Our 6:30 alarms have us racing to the styrofoam box to find eight baby quail squirming and peeping. The seasoned child looks disappointed. “Why are there only 8?! What did I do wrong?!” I assure him that it’s just the beginning. By the time he leaves for school there are12. His dad comes and we glance at each other over Wyatt’s head with close-lipped, knowing grins. I nearly let him stay home from school to assist with the birthing but realize that his anxiety will kill us both. I am not allowed to open the lid while he is gone. I am not allowed to give them water. He tells me they are fine for 24 hours. I park a chair in front of the incubator and cancel all obligations. I must take on his anxiety until he is home from school.
I watch as the eggs begin wiggling, tiny beaks poke through like a genetically fine-tuned sewing needle, opening the exact same line around the exact same part of every egg. Pipping has begun. Once the seam is zippered 7/8 of the way around, the chick rests, occasionally peeping. Then its head begins to push through as its body is now anxious to be free. The chicks who are already awkwardly running around the incubator, kicking eggs like a tiny soccer match of toddlers, excitedly peck at the cracked egg to help the newborn out. It is such a trying process that it takes all my will not to open the lid to assist. Sometimes they do get stuck because they’re too weak to make it out before the membrane begins to shrink-wrap, causing it to suffocate. This is when help really is needed, so there is a careful line to draw. Opening the lid will also compromise the other chicks from continuing to form for the final hours. Once the baby has freed itself from the confines of its womb, it lies facedown, exhausted and panting with blood on its bottom and feathers matted down. It is this moment that my optimism fears it is dead, but no. After a short rest, and the other chicks pouncing on it on their way across the soccer field, it begins to flop and push itself onto wobbly legs.
There are so many chicks now that I am afraid they will trample the weak new ones. This has happened before. I take a calculated risk and open the lid to remove the excitable ones into the brooder with a heat lamp and tiny bowls of water filled with small river rocks to prevent the stupid chicks from drowning themselves. Success.
Throughout the day I am so nervous that I want to drive to school and convince the teachers that he is sick and needs to come home. I control myself but am sure to be waiting for him well before he gets out of class and race him home to the busy brooder.
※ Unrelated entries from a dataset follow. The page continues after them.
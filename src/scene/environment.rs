//! Scene drawn by the viewer hosts: a cube-map background and loaded meshes.

use glam::Vec4;

use crate::renderer::backend::{PassTarget, RenderBackend};
use crate::renderer::effects::reborrow;
use crate::renderer::pass::SceneSource;
use crate::scene::PerspectiveCamera;

/// Backend-resident scene content.
///
/// Until a background arrives the target is cleared to `clear_color`. Meshes
/// are drawn in insertion order over the background.
pub struct EnvironmentScene<B: RenderBackend> {
    pub clear_color: Vec4,
    pub mesh_color: Vec4,
    background: Option<B::CubeMap>,
    meshes: Vec<B::Mesh>,
}

impl<B: RenderBackend> EnvironmentScene<B> {
    #[must_use]
    pub fn new(clear_color: Vec4) -> Self {
        Self {
            clear_color,
            mesh_color: Vec4::new(0.8, 0.8, 0.8, 1.0),
            background: None,
            meshes: Vec::new(),
        }
    }

    /// Replaces the background cube map.
    pub fn set_background(&mut self, cube: B::CubeMap) {
        self.background = Some(cube);
    }

    pub fn add_mesh(&mut self, mesh: B::Mesh) {
        self.meshes.push(mesh);
    }

    #[inline]
    #[must_use]
    pub fn has_background(&self) -> bool {
        self.background.is_some()
    }

    #[inline]
    #[must_use]
    pub fn mesh_count(&self) -> usize {
        self.meshes.len()
    }
}

impl<B: RenderBackend> SceneSource<B> for EnvironmentScene<B> {
    fn draw(&self, backend: &mut B, camera: &PerspectiveCamera, mut target: PassTarget<'_, B::Surface>) {
        match &self.background {
            Some(cube) => backend.draw_background(cube, camera.background_matrix(), reborrow(&mut target)),
            None => backend.clear(self.clear_color, reborrow(&mut target)),
        }
        let view_projection = camera.view_projection_matrix();
        for mesh in &self.meshes {
            backend.draw_mesh(mesh, view_projection, self.mesh_color, reborrow(&mut target));
        }
    }
}

impl<B: RenderBackend> std::fmt::Debug for EnvironmentScene<B> {
    fn fmt(&self, f: &mut std::fmt::Formatter<'_>) -> std::fmt::Result {
        f.debug_struct("EnvironmentScene")
            .field("clear_color", &self.clear_color)
            .field("has_background", &self.background.is_some())
            .field("meshes", &self.meshes.len())
            .finish_non_exhaustive()
    }
}
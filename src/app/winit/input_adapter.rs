//! Winit input adapter
//!
//! Translates winit window events into the viewer's platform-agnostic input
//! types.

use winit::event::{ElementState, MouseScrollDelta, WindowEvent};
use winit::keyboard::{KeyCode, PhysicalKey};

use crate::app::input::{ButtonState, Input, Key, MouseButton};

/// Maps the keys the viewer binds; everything else is ignored.
#[must_use]
pub fn translate_key(physical_key: PhysicalKey) -> Option<Key> {
    let PhysicalKey::Code(code) = physical_key else {
        return None;
    };

    let key = match code {
        KeyCode::Digit0 | KeyCode::Numpad0 => Key::Digit(0),
        KeyCode::Digit1 | KeyCode::Numpad1 => Key::Digit(1),
        KeyCode::Digit2 | KeyCode::Numpad2 => Key::Digit(2),
        KeyCode::Digit3 | KeyCode::Numpad3 => Key::Digit(3),
        KeyCode::Digit4 | KeyCode::Numpad4 => Key::Digit(4),
        KeyCode::Digit5 | KeyCode::Numpad5 => Key::Digit(5),
        KeyCode::Digit6 | KeyCode::Numpad6 => Key::Digit(6),
        KeyCode::Digit7 | KeyCode::Numpad7 => Key::Digit(7),
        KeyCode::Digit8 | KeyCode::Numpad8 => Key::Digit(8),
        KeyCode::Digit9 | KeyCode::Numpad9 => Key::Digit(9),
        KeyCode::KeyG => Key::G,
        KeyCode::KeyR => Key::R,
        KeyCode::Escape => Key::Escape,
        _ => return None,
    };

    Some(key)
}

#[must_use]
pub fn translate_mouse_button(button: winit::event::MouseButton) -> MouseButton {
    match button {
        winit::event::MouseButton::Left => MouseButton::Left,
        winit::event::MouseButton::Right => MouseButton::Right,
        winit::event::MouseButton::Middle => MouseButton::Middle,
        winit::event::MouseButton::Back => MouseButton::Other(3),
        winit::event::MouseButton::Forward => MouseButton::Other(4),
        winit::event::MouseButton::Other(id) => MouseButton::Other(id),
    }
}

#[must_use]
pub fn translate_element_state(state: ElementState) -> ButtonState {
    match state {
        ElementState::Pressed => ButtonState::Pressed,
        ElementState::Released => ButtonState::Released,
    }
}

/// Feeds one window event into `input`.
pub fn process_window_event(input: &mut Input, event: &WindowEvent) {
    match event {
        WindowEvent::KeyboardInput { event, .. } => {
            if let Some(key) = translate_key(event.physical_key) {
                input.inject_key(key, translate_element_state(event.state));
            }
        }

        WindowEvent::CursorMoved { position, .. } => {
            input.inject_mouse_position(position.x as f32, position.y as f32);
        }

        WindowEvent::MouseInput { state, button, .. } => {
            input.inject_mouse_button(
                translate_mouse_button(*button),
                translate_element_state(*state),
            );
        }

        WindowEvent::MouseWheel { delta, .. } => {
            let (dx, dy) = match delta {
                MouseScrollDelta::LineDelta(x, y) => (*x, *y),
                MouseScrollDelta::PixelDelta(pos) => {
                    const PIXEL_SCALE: f32 = 0.01;
                    (pos.x as f32 * PIXEL_SCALE, pos.y as f32 * PIXEL_SCALE)
                }
            };
            input.inject_scroll(dx, dy);
        }

        WindowEvent::Resized(size) => {
            input.inject_resize(size.width, size.height);
        }

        _ => {}
    }
}
#[test]
fn gated_pass_added_after_ready_starts_enabled() {
    let log = Log::default();
    let mut backend = CpuBackend::new(8, 6);
    let mut chain = build(&mut backend, vec![scene()]);
    chain.on_ready();
    chain
        .add_pass(
            spy("late", &log).enabled(false).activation(Activation::OnReady),
            None,
        )
        .unwrap();
    assert_eq!(chain.is_enabled("late"), Some(true));
}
He laughs at the sight of them and as usual, we cannot believe how cute they are. We take them out to play on the bed, watching them race around and then hide together to be still under his cupped hand. They are so soft that we cannot feel them in our calloused hands. We are sure to keep the door locked because in the past our cat has snatched them up and served himself chickie nuggets.
For two days the chicks are still hatching. For two days Wyatt can’t believe he is not having as successful as a hatch as he had in the past. For two days I scour Google to share other people’s frustration and point out that he has had better luck than most. On day three the birds are still hatching. He is a natural at farming. He is caring, attentive, and tends to their medical needs as I hold the birds. He continues to research what they need, and we get advice from seasoned friends.
His first hatch was with Coturnix quail, a Japanese variety that cannot be released into the wild. We sold eggs to friends and restaurants, and I spent hours boiling and pickling, placing them in ornamental jars.
The day they began hatching was much like it is this fifth time. The glory on his face was different that first time though. He sat on his bedroom floor straddling the brooder of fuzzy, peeping babies and my 11-year-old exclaimed, “I am a GODDESS!” And I think of my favorite writer, Mark Twain, “Don’t let school interfere with your education.”